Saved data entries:
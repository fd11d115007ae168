//! Observable state container.
//!
//! A [`Store`] holds an optional immutable snapshot. Every write replaces the
//! snapshot wholesale and notifies listeners in registration order. Listeners
//! run outside the lock and may read or write the store themselves.

// ============================================================================
// Imports
// ============================================================================

use std::fmt;
use std::sync::Arc;

use parking_lot::Mutex;

use crate::identifiers::ListenerId;

// ============================================================================
// Types
// ============================================================================

/// Store listener; receives the new snapshot.
pub type StoreListener<T> = Arc<dyn Fn(Arc<T>) + Send + Sync>;

// ============================================================================
// Store
// ============================================================================

/// Shared, observable snapshot of type `T`.
///
/// Cloning yields another handle to the same store.
pub struct Store<T> {
    inner: Arc<Mutex<StoreInner<T>>>,
}

struct StoreInner<T> {
    state: Option<Arc<T>>,
    listeners: Vec<(ListenerId, StoreListener<T>)>,
}

impl<T> Clone for Store<T> {
    fn clone(&self) -> Self {
        Self {
            inner: Arc::clone(&self.inner),
        }
    }
}

impl<T> Default for Store<T> {
    fn default() -> Self {
        Self {
            inner: Arc::new(Mutex::new(StoreInner {
                state: None,
                listeners: Vec::new(),
            })),
        }
    }
}

impl<T: fmt::Debug> fmt::Debug for Store<T> {
    fn fmt(&self, f: &mut fmt::Formatter<'_>) -> fmt::Result {
        let inner = self.inner.lock();
        f.debug_struct("Store")
            .field("state", &inner.state)
            .field("listeners", &inner.listeners.len())
            .finish()
    }
}

impl<T> Store<T> {
    /// Creates an empty store.
    #[must_use]
    pub fn new() -> Self {
        Self::default()
    }

    /// Creates a store holding `state`.
    #[must_use]
    pub fn with_state(state: T) -> Self {
        let store = Self::default();
        store.inner.lock().state = Some(Arc::new(state));
        store
    }

    /// Returns the current snapshot.
    #[must_use]
    pub fn state(&self) -> Option<Arc<T>> {
        self.inner.lock().state.clone()
    }

    /// Replaces the snapshot and notifies listeners.
    pub fn set_state(&self, state: T) {
        let state = Arc::new(state);
        let listeners = {
            let mut inner = self.inner.lock();
            inner.state = Some(Arc::clone(&state));
            inner.snapshot()
        };
        notify(&listeners, &state);
    }

    /// Derives the next snapshot from the current one.
    ///
    /// `action` returns `None` to leave the store untouched (no
    /// notification). It runs without the lock held, so it may read the
    /// store; if the store was written meanwhile it runs again against the
    /// newer snapshot. Returns whether the store changed.
    pub fn update<F>(&self, mut action: F) -> bool
    where
        F: FnMut(Option<&T>) -> Option<T>,
    {
        loop {
            let current = self.state();
            let Some(next) = action(current.as_deref()) else {
                return false;
            };
            let next = Arc::new(next);

            let listeners = {
                let mut inner = self.inner.lock();
                if !same_snapshot(inner.state.as_ref(), current.as_ref()) {
                    continue;
                }
                inner.state = Some(Arc::clone(&next));
                inner.snapshot()
            };
            notify(&listeners, &next);
            return true;
        }
    }

    /// Forgets the snapshot. Listeners are not notified.
    pub fn clear_state(&self) {
        self.inner.lock().state = None;
    }

    /// Registers a listener for future writes.
    pub fn subscribe<F>(&self, listener: F) -> ListenerId
    where
        F: Fn(Arc<T>) + Send + Sync + 'static,
    {
        self.subscribe_arc(Arc::new(listener))
    }

    pub(crate) fn subscribe_arc(&self, listener: StoreListener<T>) -> ListenerId {
        let id = ListenerId::generate();
        self.inner.lock().listeners.push((id, listener));
        id
    }

    /// Removes a listener. Returns `false` if it was not registered.
    pub fn unsubscribe(&self, id: ListenerId) -> bool {
        let mut inner = self.inner.lock();
        let before = inner.listeners.len();
        inner.listeners.retain(|(entry, _)| *entry != id);
        inner.listeners.len() != before
    }

    /// Returns `true` if `id` is registered.
    #[must_use]
    pub fn is_subscribed(&self, id: ListenerId) -> bool {
        self.inner.lock().listeners.iter().any(|(entry, _)| *entry == id)
    }
}

impl<T> StoreInner<T> {
    fn snapshot(&self) -> Vec<StoreListener<T>> {
        self.listeners
            .iter()
            .map(|(_, listener)| Arc::clone(listener))
            .collect()
    }
}

fn same_snapshot<T>(a: Option<&Arc<T>>, b: Option<&Arc<T>>) -> bool {
    match (a, b) {
        (Some(a), Some(b)) => Arc::ptr_eq(a, b),
        (None, None) => true,
        _ => false,
    }
}

fn notify<T>(listeners: &[StoreListener<T>], state: &Arc<T>) {
    for listener in listeners {
        listener(Arc::clone(state));
    }
}

// ============================================================================
// Tests
// ============================================================================
//! Built-in collections.
//!
//! | Key | Module | Value | Upstream |
//! |-----|--------|-------|----------|
//! | `_ent` | `entities` | [`HassEntities`](crate::entities::HassEntities) | `subscribe_entities` or `get_states` + `state_changed` |
//! | `_cnf` | `config` | [`HassConfig`] | `get_config`, `component_loaded`, `core_config_updated` |
//! | `_srv` | `services` | [`HassServices`] | `get_services`, `service_registered`, `service_removed` |

// ============================================================================
// Submodules
// ============================================================================

/// Core configuration.
pub mod config;

/// Entity states.
pub mod entities;

/// Service catalogue.
pub mod services;

// ============================================================================
// Re-exports
// ============================================================================

pub use config::{CONFIG_KEY, HassConfig, config_collection, subscribe_config};
pub use entities::{ENTITIES_KEY, entities_collection, subscribe_entities};
pub use services::{
    HassDomainServices, HassService, HassServices, SERVICES_KEY, register_service,
    remove_service, services_collection, subscribe_services,
};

HOW TO COMPLETE THIS TASK: Give the exact lines, and only those, from the line containing "pub fn new()" through the line containing "notify(&listeners, &next);" in the entries above.

SOLUTION TO THIS EXERCISE:
    pub fn new() -> Self {
        Self::default()
    }

    /// Creates a store holding `state`.
    #[must_use]
    pub fn with_state(state: T) -> Self {
        let store = Self::default();
        store.inner.lock().state = Some(Arc::new(state));
        store
    }

    /// Returns the current snapshot.
    #[must_use]
    pub fn state(&self) -> Option<Arc<T>> {
        self.inner.lock().state.clone()
    }

    /// Replaces the snapshot and notifies listeners.
    pub fn set_state(&self, state: T) {
        let state = Arc::new(state);
        let listeners = {
            let mut inner = self.inner.lock();
            inner.state = Some(Arc::clone(&state));
            inner.snapshot()
        };
        notify(&listeners, &state);
    }

    /// Derives the next snapshot from the current one.
    ///
    /// `action` returns `None` to leave the store untouched (no
    /// notification). It runs without the lock held, so it may read the
    /// store; if the store was written meanwhile it runs again against the
    /// newer snapshot. Returns whether the store changed.
    pub fn update<F>(&self, mut action: F) -> bool
    where
        F: FnMut(Option<&T>) -> Option<T>,
    {
        loop {
            let current = self.state();
            let Some(next) = action(current.as_deref()) else {
                return false;
            };
            let next = Arc::new(next);

            let listeners = {
                let mut inner = self.inner.lock();
                if !same_snapshot(inner.state.as_ref(), current.as_ref()) {
                    continue;
                }
                inner.state = Some(Arc::clone(&next));
                inner.snapshot()
            };
            notify(&listeners, &next);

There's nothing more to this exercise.